The party ends rather uneventfully, but as the guests leave, Amelia receives a text from her babysitter notifying her that she won’t be able to watch Natalie while Amelia and Fritz go to dinner with a client. As the Straubs scramble to find a replacement, Delta steps up and volunteers. The couple eagerly — perhaps too eagerly — accepts. It’s in this moment that Delta’s intentions begin to become known, and The Photographer takes off at blistering speed into a dark, twisted tale of obsession.
Delta quickly becomes intertwined with the Straubs, and she continues to pop up at any and all instances in which they might need help. Specifically, she becomes a frequent babysitter for Natalie. Serving in this role allows her inside the couple’s home. She wants to get in their bathtub and touch their sheets. At one point, Delta admits, “I didn’t want Fritz or Amelia to have a personal life separate from me.”
Delta hungers for attention from the Straubs.
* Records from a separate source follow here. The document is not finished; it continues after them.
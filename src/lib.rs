//! Cross-stitch chart generation from raster images
//!
//! An image is sampled, reduced to a small thread palette with median-cut quantization,
//! and resampled onto a stitch grid at a caller-chosen resolution. A parallel boolean
//! grid tracks which stitches are done and is persisted together with its pattern.

#![forbid(unsafe_code)]

/// Color primitives, distance metric and human-readable color naming
pub mod color;
/// Input/output operations, configuration and error handling
pub mod io;
/// Grid resampling, stitch progress and the generation pipeline
pub mod pattern;
/// Pixel sampling, median-cut quantization and palette construction
pub mod quantize;
/// Pure chart rendering into drawing commands and PNG export
pub mod render;

pub use io::error::{Result, StitchError};
pub use pattern::{GenerationConfig, Pattern, PixelBuffer, Session, StitchProgress, generate};
pub use quantize::{Palette, PaletteEntry, build_palette, sample};
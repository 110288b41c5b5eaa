//! Median-cut quantization over sampled colors
//!
//! Buckets are split one at a time along the channel with the widest value range
//! anywhere in the collection. Ties go to the first bucket and, within a bucket, to the
//! first channel in R, G, B order; splitting stops early once every bucket is uniform.

use crate::color::{Channel, Color};
use crate::io::configuration::NEUTRAL_GRAY;

type Bucket = Vec<Color>;

#[derive(Debug, Clone, Copy)]
struct Split {
    bucket: usize,
    channel: Channel,
    range: u8,
}

/// Reduce `samples` to at most `k` representative colors
///
/// Returns a single neutral gray when `samples` is empty. Fewer than `k` colors are
/// returned only when every bucket has collapsed to a single color.
pub fn median_cut(samples: &[Color], k: usize) -> Vec<Color> {
    if samples.is_empty() {
        return vec![Color::new(NEUTRAL_GRAY, NEUTRAL_GRAY, NEUTRAL_GRAY)];
    }

    let mut buckets: Vec<Bucket> = vec![samples.to_vec()];
    while buckets.len() < k {
        let Some(split) = widest_split(&buckets) else {
            break;
        };
        split_bucket(&mut buckets, split);
    }

    buckets.iter().map(|bucket| mean_color(bucket)).collect()
}

/// Value range (max - min) of one channel across a bucket
pub fn channel_range(bucket: &[Color], channel: Channel) -> u8 {
    let (min, max) = bucket
        .iter()
        .map(|&color| channel.of(color))
        .fold((u8::MAX, u8::MIN), |(lo, hi), value| {
            (lo.min(value), hi.max(value))
        });
    max.saturating_sub(min)
}

// None when every bucket is uniform in every channel
fn widest_split(buckets: &[Bucket]) -> Option<Split> {
    let mut best: Option<Split> = None;
    for (bucket, members) in buckets.iter().enumerate() {
        for channel in Channel::ALL {
            let range = channel_range(members, channel);
            // Strictly greater keeps the first candidate on ties
            if range > best.map_or(0, |split| split.range) {
                best = Some(Split {
                    bucket,
                    channel,
                    range,
                });
            }
        }
    }
    best
}

fn split_bucket(buckets: &mut Vec<Bucket>, split: Split) {
    let mut lower = buckets.remove(split.bucket);
    // Stable sort: equal channel values keep sample order
    lower.sort_by_key(|&color| split.channel.of(color));
    let upper = lower.split_off(lower.len() / 2);

    let mut position = split.bucket;
    for half in [lower, upper] {
        if !half.is_empty() {
            buckets.insert(position, half);
            position += 1;
        }
    }
}

/// Per-channel mean rounded half up
pub fn mean_color(bucket: &[Color]) -> Color {
    let count = bucket.len().max(1) as u64;
    let mean = |channel: Channel| {
        let sum: u64 = bucket.iter().map(|&color| u64::from(channel.of(color))).sum();
        ((2 * sum + count) / (2 * count)) as u8
    };
    Color::new(
        mean(Channel::Red),
        mean(Channel::Green),
        mean(Channel::Blue),
    )
}
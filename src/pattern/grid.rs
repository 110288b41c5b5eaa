//! Pattern grids and nearest-palette resampling
//!
//! The grid is sampled at the center of each target cell's footprint in the source
//! image, so target resolution is independent of source resolution. Transparent
//! source pixels map straight to the empty entry; everything else goes to the closest
//! thread color.

use crate::color::Color;
use crate::io::configuration::OPACITY_THRESHOLD;
use crate::io::error::{Result, StitchError, corrupt_pattern, invalid_parameter};
use crate::pattern::PixelBuffer;
use crate::quantize::{Palette, PaletteEntry};
use serde::{Deserialize, Serialize};

/// Whether a source pixel with this alpha becomes a background cell
pub const fn is_transparent(alpha: u8) -> bool {
    alpha < OPACITY_THRESHOLD
}

/// Source row or column sampled for a target row or column
pub fn source_coordinate(target: usize, target_len: usize, source_len: usize) -> usize {
    let scaled = ((target as f64 + 0.5) / target_len as f64) * source_len as f64;
    (scaled.floor() as usize).min(source_len.saturating_sub(1))
}

/// Resample `image` onto a `target_width x target_height` grid of palette indices
///
/// Row-major, one full pass per call. `target_height` is used as given.
///
/// # Errors
///
/// Returns an error if either target dimension is zero
pub fn build_grid(
    image: &PixelBuffer,
    target_width: usize,
    target_height: usize,
    palette: &Palette,
) -> Result<Vec<usize>> {
    if target_width == 0 || target_height == 0 {
        return Err(invalid_parameter(
            "target",
            &format!("{target_width}x{target_height}"),
            &"grid dimensions must be positive",
        ));
    }

    let empty = palette.empty_index();
    let columns: Vec<usize> = (0..target_width)
        .map(|tx| source_coordinate(tx, target_width, image.width()))
        .collect();

    let mut grid = Vec::with_capacity(target_width * target_height);
    for ty in 0..target_height {
        let sy = source_coordinate(ty, target_height, image.height());
        for &sx in &columns {
            let pixel = image.rgba(sx, sy);
            let index = if is_transparent(pixel.a) {
                empty
            } else {
                palette.nearest(Color::new(pixel.r, pixel.g, pixel.b))
            };
            grid.push(index);
        }
    }
    Ok(grid)
}

/// A finished chart: palette plus a row-major grid of palette indices
///
/// Immutable once built; a new generation replaces it wholesale.
#[derive(Clone, Debug, PartialEq, Eq, Serialize, Deserialize)]
#[serde(try_from = "PatternRecord")]
pub struct Pattern {
    palette: Palette,
    grid: Vec<usize>,
    width: usize,
    height: usize,
}

// Unvalidated wire form
#[derive(Deserialize)]
struct PatternRecord {
    palette: Palette,
    grid: Vec<usize>,
    width: usize,
    height: usize,
}

impl TryFrom<PatternRecord> for Pattern {
    type Error = StitchError;

    fn try_from(record: PatternRecord) -> Result<Self> {
        Self::new(record.palette, record.grid, record.width, record.height)
    }
}

impl Pattern {
    /// Assemble a pattern, checking grid size and index validity
    ///
    /// # Errors
    ///
    /// Returns an error if:
    /// - Either dimension is zero
    /// - The grid length is not `width * height`
    /// - Any grid value is not a valid palette index
    pub fn new(palette: Palette, grid: Vec<usize>, width: usize, height: usize) -> Result<Self> {
        if width == 0 || height == 0 {
            return Err(corrupt_pattern(&format!(
                "grid dimensions {width}x{height} must be positive"
            )));
        }
        if grid.len() != width * height {
            return Err(corrupt_pattern(&format!(
                "grid has {} cells, expected {}",
                grid.len(),
                width * height
            )));
        }
        if let Some(bad) = grid.iter().find(|&&index| index >= palette.len()) {
            return Err(corrupt_pattern(&format!(
                "grid index {bad} exceeds palette of {} entries",
                palette.len()
            )));
        }

        Ok(Self {
            palette,
            grid,
            width,
            height,
        })
    }

    /// Palette with the empty entry last
    pub const fn palette(&self) -> &Palette {
        &self.palette
    }

    /// Row-major palette indices
    pub fn grid(&self) -> &[usize] {
        &self.grid
    }

    /// Grid width in stitches
    pub const fn width(&self) -> usize {
        self.width
    }

    /// Grid height in stitches
    pub const fn height(&self) -> usize {
        self.height
    }

    /// Grid dimensions (width, height)
    pub const fn dimensions(&self) -> (usize, usize) {
        (self.width, self.height)
    }

    /// Number of cells
    pub fn cell_count(&self) -> usize {
        self.grid.len()
    }

    /// Palette index at column `x`, row `y`
    pub fn index_at(&self, x: usize, y: usize) -> Option<usize> {
        if x >= self.width || y >= self.height {
            return None;
        }
        self.grid.get(y * self.width + x).copied()
    }

    /// Palette entry at column `x`, row `y`
    pub fn entry_at(&self, x: usize, y: usize) -> Option<&PaletteEntry> {
        self.index_at(x, y).and_then(|index| self.palette.get(index))
    }

    /// Thread entries for the chart key
    pub fn legend(&self) -> &[PaletteEntry] {
        self.palette.legend()
    }

    /// Cells that need a stitch (everything except background)
    pub fn stitchable_cells(&self) -> usize {
        let empty = self.palette.empty_index();
        self.grid.iter().filter(|&&index| index != empty).count()
    }
}
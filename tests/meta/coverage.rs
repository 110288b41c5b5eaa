//! Keeps tests/unit an exact mirror of src and rejects test files without tests

#[cfg(test)]
mod tests {
    use std::collections::HashSet;
    use std::fs;
    use std::io;
    use std::path::Path;

    #[test]
    fn test_all_src_files_have_unit_tests() {
        let src_dir = Path::new("src");
        let tests_dir = Path::new("tests/unit");

        let src_paths = collect_relative_paths(src_dir, src_dir).unwrap_or_else(|error| {
            assert!(src_dir.exists(), "Failed to read src directory: {error}");
            HashSet::new()
        });

        let test_paths = if tests_dir.exists() {
            collect_relative_paths(tests_dir, tests_dir).unwrap_or_default()
        } else {
            HashSet::new()
        };

        let mut missing_tests = Vec::new();

        for src_path in &src_paths {
            // Entry points and module organization files don't require separate test files
            if is_exempt(src_path) {
                continue;
            }

            if !test_paths.contains(src_path) {
                missing_tests.push(src_path);
            }
        }

        assert!(
            missing_tests.is_empty(),
            "The following src files/directories are missing unit test counterparts:\n{}",
            missing_tests
                .iter()
                .map(|src_path| format!("  - src/{src_path} -> tests/unit/{src_path}"))
                .collect::<Vec<_>>()
                .join("\n")
        );
    }

    #[test]
    fn test_all_unit_tests_have_src_counterparts() {
        let src_dir = Path::new("src");
        let tests_dir = Path::new("tests/unit");

        let src_paths = collect_relative_paths(src_dir, src_dir).unwrap_or_else(|error| {
            assert!(src_dir.exists(), "Failed to read src directory: {error}");
            HashSet::new()
        });

        let test_paths = if tests_dir.exists() {
            collect_relative_paths(tests_dir, tests_dir).unwrap_or_default()
        } else {
            HashSet::new()
        };

        let mut orphaned_tests = Vec::new();

        for test_path in &test_paths {
            if test_path.ends_with("mod.rs") {
                continue;
            }

            if !src_paths.contains(test_path) {
                orphaned_tests.push(test_path);
            }
        }

        assert!(
            orphaned_tests.is_empty(),
            "The following unit test files/directories have no corresponding src files:\n{}",
            orphaned_tests
                .iter()
                .map(|test_path| format!("  - tests/unit/{test_path} -> src/{test_path} (missing)"))
                .collect::<Vec<_>>()
                .join("\n")
        );
    }

    fn is_exempt(relative_path: &str) -> bool {
        relative_path == "main.rs" || relative_path == "lib.rs" || relative_path.ends_with("mod.rs")
    }

    fn collect_relative_paths(dir: &Path, base: &Path) -> Result<HashSet<String>, io::Error> {
        let mut paths = HashSet::new();

        if dir.is_dir() {
            let entries = fs::read_dir(dir)?;

            for entry_result in entries {
                let entry = entry_result?;
                let path = entry.path();

                let relative_path = match path.strip_prefix(base) {
                    Ok(stripped) => stripped.to_string_lossy().to_string(),
                    Err(_original_error) => {
                        return Err(io::Error::other("Failed to strip prefix"));
                    }
                };

                if path.is_dir() {
                    paths.insert(relative_path.clone());

                    let sub_paths = collect_relative_paths(&path, base)?;
                    paths.extend(sub_paths);
                } else if path.extension().and_then(|ext| ext.to_str()) == Some("rs") {
                    paths.insert(relative_path);
                }
            }
        }

        Ok(paths)
    }

    // Unit tests build as one target, so an undeclared file is never compiled
    #[test]
    fn test_unit_files_declared_in_mod() {
        let tests_dir = Path::new("tests/unit");
        let test_paths = collect_relative_paths(tests_dir, tests_dir).unwrap_or_default();

        let mut undeclared = Vec::new();
        for test_path in &test_paths {
            if test_path.ends_with("mod.rs") {
                continue;
            }
            let path = tests_dir.join(test_path);
            let Some(stem) = path.file_stem().and_then(|stem| stem.to_str()) else {
                continue;
            };
            let Some(parent) = path.parent() else {
                continue;
            };
            let module_file = parent.join("mod.rs");
            let declarations = fs::read_to_string(&module_file).unwrap_or_default();

            if !declarations.lines().any(|line| line.trim() == format!("mod {stem};")) {
                undeclared.push(format!(
                    "  - {} (add `mod {stem};` to {})",
                    path.display(),
                    module_file.display()
                ));
            }
        }

        assert!(
            undeclared.is_empty(),
            "The following unit test files/directories are not declared in their mod.rs:\n{}",
            undeclared.join("\n")
        );
    }

    #[test]
    fn test_all_test_files_contain_tests() {
        let tests_dir = Path::new("tests");
        let mut files_without_tests = Vec::new();

        let result = check_test_files(tests_dir, tests_dir, &mut files_without_tests);
        if let Err(error) = result {
            assert!(
                tests_dir.exists(),
                "Failed to scan tests directory: {error}"
            );
        }

        assert!(
            files_without_tests.is_empty(),
            "The following test files don't contain any #[test] functions:\n{}",
            files_without_tests.join("\n")
        );
    }

    fn check_test_files(
        dir: &Path,
        base_dir: &Path,
        files_without_tests: &mut Vec<String>,
    ) -> Result<(), io::Error> {
        let entries = fs::read_dir(dir)?;

        for entry_result in entries {
            let entry = entry_result?;
            let path = entry.path();

            if path.is_dir() {
                let sub_result = check_test_files(&path, base_dir, files_without_tests);
                sub_result?;
            } else if path.extension().and_then(|ext| ext.to_str()) == Some("rs") {
                let file_name = match path.file_name() {
                    Some(name) => match name.to_str() {
                        Some(name_str) => name_str,
                        None => continue,
                    },
                    None => continue,
                };

                // Module organization and entry point files are excluded from test requirement
                if (path.parent() == Some(base_dir) && file_name == "main.rs")
                    || file_name == "mod.rs"
                {
                    continue;
                }

                let content = fs::read_to_string(&path)?;

                if !content.contains("#[test]") {
                    files_without_tests.push(format!("  - {}", path.display()));
                }
            }
        }

        Ok(())
    }
}
mod median_cut;
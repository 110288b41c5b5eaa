//! Sample, quantize and resample in one call, optionally on a worker thread

use crate::io::configuration::MAX_SAMPLES;
use crate::io::error::{Result, computation_error, invalid_parameter};
use crate::pattern::dimensions::target_height_for;
use crate::pattern::{Pattern, PixelBuffer, build_grid};
use crate::quantize::{build_palette, sample};
use std::any::Any;
use std::thread::JoinHandle;

/// Parameters for one pattern generation
#[derive(Clone, Copy, Debug, PartialEq, Eq)]
pub struct GenerationConfig {
    /// Maximum number of thread colors
    pub colors: usize,
    /// Grid width in stitches
    pub target_width: usize,
    /// Grid height in stitches
    pub target_height: usize,
    /// Upper bound on pixels sampled for quantization
    pub max_samples: usize,
}

impl GenerationConfig {
    /// Explicit grid dimensions with the default sampling bound
    pub const fn new(colors: usize, target_width: usize, target_height: usize) -> Self {
        Self {
            colors,
            target_width,
            target_height,
            max_samples: MAX_SAMPLES,
        }
    }

    /// Grid width chosen by the caller, height following the image aspect ratio
    pub fn for_image(image: &PixelBuffer, colors: usize, target_width: usize) -> Self {
        let target_height = target_height_for(image.width(), image.height(), target_width);
        Self::new(colors, target_width, target_height)
    }

    /// Reject zero-sized palettes and grids
    ///
    /// # Errors
    ///
    /// Returns an error if the color count or either grid dimension is zero
    pub fn validate(&self) -> Result<()> {
        if self.colors == 0 {
            return Err(invalid_parameter(
                "colors",
                &self.colors,
                &"at least one thread color is required",
            ));
        }
        if self.target_width == 0 || self.target_height == 0 {
            return Err(invalid_parameter(
                "target",
                &format!("{}x{}", self.target_width, self.target_height),
                &"grid dimensions must be positive",
            ));
        }
        Ok(())
    }
}

/// Build a complete pattern from a decoded image
///
/// # Errors
///
/// Returns an error if the configuration is invalid
pub fn generate(image: &PixelBuffer, config: &GenerationConfig) -> Result<Pattern> {
    config.validate()?;

    let samples = sample(image, config.max_samples);
    tracing::debug!(
        source_width = image.width(),
        source_height = image.height(),
        samples = samples.len(),
        "sampled source image"
    );

    let palette = build_palette(&samples, config.colors)?;
    let grid = build_grid(image, config.target_width, config.target_height, &palette)?;
    let pattern = Pattern::new(palette, grid, config.target_width, config.target_height)?;

    tracing::info!(
        width = pattern.width(),
        height = pattern.height(),
        colors = pattern.legend().len(),
        "pattern generated"
    );
    Ok(pattern)
}

/// A generation running on a worker thread
///
/// There are no partial results: the pattern is available only once the worker
/// has finished.
#[derive(Debug)]
pub struct PendingGeneration {
    handle: JoinHandle<Result<Pattern>>,
}

impl PendingGeneration {
    /// Check whether the worker is done without blocking
    pub fn is_finished(&self) -> bool {
        self.handle.is_finished()
    }

    /// Block until the pattern is ready
    ///
    /// # Errors
    ///
    /// Returns the generation error, or a computation error if the worker panicked
    pub fn wait(self) -> Result<Pattern> {
        match self.handle.join() {
            Ok(result) => result,
            Err(payload) => Err(computation_error(
                "generate",
                &panic_message(payload.as_ref()),
            )),
        }
    }
}

/// Run [`generate`] off the calling thread
pub fn spawn_generation(image: PixelBuffer, config: GenerationConfig) -> PendingGeneration {
    let handle = std::thread::spawn(move || generate(&image, &config));
    PendingGeneration { handle }
}

fn panic_message(payload: &(dyn Any + Send)) -> String {
    payload
        .downcast_ref::<&str>()
        .map(ToString::to_string)
        .or_else(|| payload.downcast_ref::<String>().cloned())
        .unwrap_or_else(|| "worker thread panicked".to_string())
}
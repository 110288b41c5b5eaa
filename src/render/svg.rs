//! SVG document form of a chart, the input to PNG rasterization

use crate::render::{Chart, DrawCommand};
use rgb::RGBA8;
use std::fmt::Write as _;

/// Font families tried for chart symbols before falling back to any face with the glyph
pub const SYMBOL_FONT_FAMILIES: &str =
    "'DejaVu Sans', 'Noto Sans Symbols 2', 'Noto Sans Symbols', 'Segoe UI Symbol', sans-serif";

fn hex(color: RGBA8) -> String {
    format!("#{:02x}{:02x}{:02x}", color.r, color.g, color.b)
}

fn opacity(color: RGBA8) -> String {
    format!("{:.4}", f32::from(color.a) / 255.0)
}

fn escape(symbol: char) -> String {
    match symbol {
        '&' => "&amp;".to_string(),
        '<' => "&lt;".to_string(),
        '>' => "&gt;".to_string(),
        '"' => "&quot;".to_string(),
        other => other.to_string(),
    }
}

/// Serialize a chart as a standalone SVG document
///
/// Commands become elements in paint order. Fills use crisp edges so adjacent cells
/// meet without seams; glyphs are centered on their anchor point.
pub fn chart_svg(chart: &Chart) -> String {
    let mut svg = format!(
        "<svg xmlns=\"http://www.w3.org/2000/svg\" width=\"{w}\" height=\"{h}\" \
         viewBox=\"0 0 {w} {h}\">\n",
        w = chart.width,
        h = chart.height
    );

    for command in &chart.commands {
        let _ = match *command {
            DrawCommand::FillRect {
                x,
                y,
                width,
                height,
                color,
            } => writeln!(
                svg,
                "<rect x=\"{x}\" y=\"{y}\" width=\"{width}\" height=\"{height}\" \
                 fill=\"{}\" fill-opacity=\"{}\" shape-rendering=\"crispEdges\"/>",
                hex(color),
                opacity(color)
            ),
            DrawCommand::StrokeRect {
                x,
                y,
                width,
                height,
                line_width,
                color,
            } => writeln!(
                svg,
                "<rect x=\"{x}\" y=\"{y}\" width=\"{width}\" height=\"{height}\" fill=\"none\" \
                 stroke=\"{}\" stroke-opacity=\"{}\" stroke-width=\"{line_width}\"/>",
                hex(color),
                opacity(color)
            ),
            DrawCommand::Glyph {
                x,
                y,
                size,
                symbol,
                bold,
                color,
            } => writeln!(
                svg,
                "<text x=\"{x}\" y=\"{y}\" font-size=\"{size}\" font-family=\"{SYMBOL_FONT_FAMILIES}\" \
                 font-weight=\"{}\" text-anchor=\"middle\" dominant-baseline=\"central\" \
                 fill=\"{}\" fill-opacity=\"{}\">{}</text>",
                if bold { "bold" } else { "normal" },
                hex(color),
                opacity(color),
                escape(symbol)
            ),
            DrawCommand::Line {
                from,
                to,
                line_width,
                color,
            } => writeln!(
                svg,
                "<line x1=\"{}\" y1=\"{}\" x2=\"{}\" y2=\"{}\" stroke=\"{}\" \
                 stroke-opacity=\"{}\" stroke-width=\"{line_width}\"/>",
                from[0],
                from[1],
                to[0],
                to[1],
                hex(color),
                opacity(color)
            ),
        };
    }

    svg.push_str("</svg>\n");
    svg
}
//! Algorithm constants and runtime configuration defaults

// Sampling and transparency
/// Upper bound on pixels handed to quantization
pub const MAX_SAMPLES: usize = 40_000;
/// Alpha cutoff separating stitched pixels from background
pub const OPACITY_THRESHOLD: u8 = 64;

// Grid bounds keep the O(cells x palette) assignment pass chart-sized
/// Smallest grid dimension produced by the aspect-ratio helper
pub const MIN_GRID_DIMENSION: usize = 5;
/// Largest grid width accepted from the command line
pub const MAX_GRID_DIMENSION: usize = 500;
/// Source pixels per stitch when no width is requested
pub const DEFAULT_WIDTH_DIVISOR: usize = 20;

// Palette size
/// Fewest thread colours accepted from the command line
pub const MIN_COLORS: usize = 2;
/// Most thread colours accepted from the command line
pub const MAX_COLORS: usize = 100;
/// Default number of thread colours
pub const DEFAULT_COLORS: usize = 8;
/// Fallback colour channel value when nothing opaque was sampled
pub const NEUTRAL_GRAY: u8 = 128;

// Chart rendering
/// Cell edge in pixels at zoom 1.0
pub const BASE_CELL_SIZE: f32 = 20.0;
/// Smallest rendered cell edge in pixels
pub const MIN_CELL_SIZE: u32 = 4;
/// Cells smaller than this are drawn without symbols
pub const SYMBOL_MIN_CELL_SIZE: u32 = 10;
/// Lowest zoom factor
pub const MIN_ZOOM: f32 = 0.2;
/// Highest zoom factor
pub const MAX_ZOOM: f32 = 5.0;
/// Cells between bold grid lines
pub const MAJOR_GRID_INTERVAL: usize = 10;

// Persistence
/// Session directory used when none is given
pub const DEFAULT_SESSION_DIR: &str = ".stitchgrid";
/// File holding the serialized pattern
pub const PATTERN_FILE: &str = "pattern.json";
/// File holding the serialized stitch progress
pub const PROGRESS_FILE: &str = "progress.json";

// Progress display settings
/// Spinner redraw interval in milliseconds
pub const SPINNER_TICK_MS: u64 = 80;
//! CLI entry point for cross-stitch chart generation

use clap::Parser;
use stitchgrid::io::cli::{Cli, CommandRunner};

fn main() -> stitchgrid::Result<()> {
    let cli = Cli::parse();
    if cli.should_log() {
        stitchgrid::io::cli::init_tracing();
    }
    let runner = CommandRunner::new(cli);
    runner.run()
}
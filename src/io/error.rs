//! Error types and context management for pattern generation and persistence

use std::fmt;
use std::path::{Path, PathBuf};

/// Main error type for all pattern operations
#[derive(Debug)]
pub enum StitchError {
    /// Failed to load or decode a source image
    ImageLoad {
        /// Path to the image file
        path: PathBuf,
        /// Underlying image loading error
        source: image::ImageError,
    },

    /// Parameter validation failed
    InvalidParameter {
        /// Name of the invalid parameter
        parameter: &'static str,
        /// Provided value that failed validation
        value: String,
        /// Explanation of why the value is invalid
        reason: String,
    },

    /// Grid coordinates outside the pattern
    CellOutOfRange {
        /// Requested column
        x: usize,
        /// Requested row
        y: usize,
        /// Grid dimensions (width, height)
        dimensions: (usize, usize),
    },

    /// Progress grid and pattern grid disagree on size
    DimensionMismatch {
        /// Pattern dimensions (width, height)
        expected: (usize, usize),
        /// Progress dimensions (width, height)
        actual: (usize, usize),
    },

    /// Pattern data violates a structural invariant
    CorruptPattern {
        /// Description of the violated invariant
        reason: String,
    },

    /// Failed to encode or decode persisted state
    Serialization {
        /// File or record involved
        path: PathBuf,
        /// Underlying serde error
        source: serde_json::Error,
    },

    /// Failed to save a rendered chart to disk
    ImageExport {
        /// Path where export was attempted
        path: PathBuf,
        /// Underlying image export error
        source: image::ImageError,
    },

    /// General file system operation failure
    FileSystem {
        /// Path involved in the operation
        path: PathBuf,
        /// Description of the operation that failed
        operation: &'static str,
        /// Underlying I/O error
        source: std::io::Error,
    },

    /// Computation could not produce a result
    Computation {
        /// Name of the computation that failed
        operation: &'static str,
        /// Description of the failure
        reason: String,
    },
}

impl fmt::Display for StitchError {
    fn fmt(&self, f: &mut fmt::Formatter<'_>) -> fmt::Result {
        match self {
            Self::ImageLoad { path, source } => {
                write!(f, "Failed to load image '{}': {source}", path.display())
            }
            Self::InvalidParameter {
                parameter,
                value,
                reason,
            } => {
                write!(f, "Invalid parameter '{parameter}' = '{value}': {reason}")
            }
            Self::CellOutOfRange { x, y, dimensions } => {
                write!(
                    f,
                    "Cell ({x}, {y}) is outside the {}x{} grid",
                    dimensions.0, dimensions.1
                )
            }
            Self::DimensionMismatch { expected, actual } => {
                write!(
                    f,
                    "Progress grid is {}x{} but pattern is {}x{}",
                    actual.0, actual.1, expected.0, expected.1
                )
            }
            Self::CorruptPattern { reason } => {
                write!(f, "Corrupt pattern: {reason}")
            }
            Self::Serialization { path, source } => {
                write!(
                    f,
                    "Failed to (de)serialize '{}': {source}",
                    path.display()
                )
            }
            Self::ImageExport { path, source } => {
                write!(
                    f,
                    "Failed to export image to '{}': {source}",
                    path.display()
                )
            }
            Self::FileSystem {
                path,
                operation,
                source,
            } => {
                write!(
                    f,
                    "File system error during {operation} on '{}': {source}",
                    path.display()
                )
            }
            Self::Computation { operation, reason } => {
                write!(f, "Computation error in {operation}: {reason}")
            }
        }
    }
}

impl std::error::Error for StitchError {
    fn source(&self) -> Option<&(dyn std::error::Error + 'static)> {
        match self {
            Self::ImageLoad { source, .. } | Self::ImageExport { source, .. } => Some(source),
            Self::Serialization { source, .. } => Some(source),
            Self::FileSystem { source, .. } => Some(source),
            _ => None,
        }
    }
}

/// Convenience type alias for pattern results
pub type Result<T> = std::result::Result<T, StitchError>;

/// Attaches a path and operation to raw I/O failures
pub trait WithPath<T> {
    /// Convert an I/O error into a [`StitchError::FileSystem`] naming the path
    ///
    /// # Errors
    ///
    /// Propagates the original error with the path and operation applied
    fn with_path(self, path: &Path, operation: &'static str) -> Result<T>;
}

impl<T> WithPath<T> for std::result::Result<T, std::io::Error> {
    fn with_path(self, path: &Path, operation: &'static str) -> Result<T> {
        self.map_err(|source| StitchError::FileSystem {
            path: path.to_path_buf(),
            operation,
            source,
        })
    }
}

impl From<image::ImageError> for StitchError {
    fn from(err: image::ImageError) -> Self {
        Self::ImageLoad {
            path: PathBuf::from("<memory>"),
            source: err,
        }
    }
}

impl From<std::io::Error> for StitchError {
    fn from(err: std::io::Error) -> Self {
        Self::FileSystem {
            path: PathBuf::from("<unknown>"),
            operation: "unknown",
            source: err,
        }
    }
}

/// Create an invalid parameter error
pub fn invalid_parameter(
    parameter: &'static str,
    value: &impl ToString,
    reason: &impl ToString,
) -> StitchError {
    StitchError::InvalidParameter {
        parameter,
        value: value.to_string(),
        reason: reason.to_string(),
    }
}

/// Create a corrupt pattern error
pub fn corrupt_pattern(reason: &impl ToString) -> StitchError {
    StitchError::CorruptPattern {
        reason: reason.to_string(),
    }
}

/// Create a computation error
pub fn computation_error(operation: &'static str, reason: &impl ToString) -> StitchError {
    StitchError::Computation {
        operation,
        reason: reason.to_string(),
    }
}
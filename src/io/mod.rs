//! Command-line surface, persistence, configuration and error types

/// Command-line parsing and command dispatch
pub mod cli;
/// Constants and defaults shared across the crate
pub mod configuration;
/// Error types and result alias
pub mod error;
/// Durable storage of pattern and progress pairs
pub mod persistence;
/// Terminal progress display for background generation
pub mod progress;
She needs Amelia to be impressed by her — by everything about her. She even chooses her clothing based on what Amelia might think: “Amelia would certainly notice that the pants and sweater were both very expensive.” But she’s concerned with more than her appearance. Delta says of Amelia, “Her gaze could warm, brighten, and heal me. I craved it.” It’s this very real sense of dangerous obsession that Carter captures so perfectly — and so terrifyingly.
Delta is a wonderfully devious character to get lost inside. She’s secretive. She’s mysterious. She’s incredibly selfish. Her acknowledged “closest friend” is her cat, Eliza. She claims to have a son who lives with his father in California, but this son suspiciously never visits. We don’t know when to believe her — she tells one character, “You have no idea who I am.” It’s true. He doesn’t, and neither do we. It’s this unreliability that makes her so engaging as a narrator.
Carter, who holds an MFA in creative writing from The New School, claims Tennessee roots through her mother, Designing Women actress Dixie Carter, a McLemoresville native. Her decision to make her protagonist a photographer reveals a deep understanding of the power of images. Photos, after all, allow for manipulation, for the photographer to craft a fantasy version of reality. Delta understands the power in her art, too: “People want me to photograph their children because in one photograph, I’m able to give them the life they want to believe they already have. In most cases, they don’t and they won’t. But my photographs tell them the story they long for.” She uses her photography to tell her story — and to tell the stories of all of those people surrounding her.
There are many surprises and turns throughout The Photographer. The second half of the novel features an especially menacing subplot involving a young woman named Lucia and her interactions with Delta and the Straubs. Readers will likely be impressed by the meticulously structured connections Carter sets up as the pages progress.
Thrillers rely on unexpected endings as a measure of their success, and by that gauge, The Photographer more than delivers. Even as we reach the last chapter, there’s still something shocking waiting to be found in the story of Delta Dawn.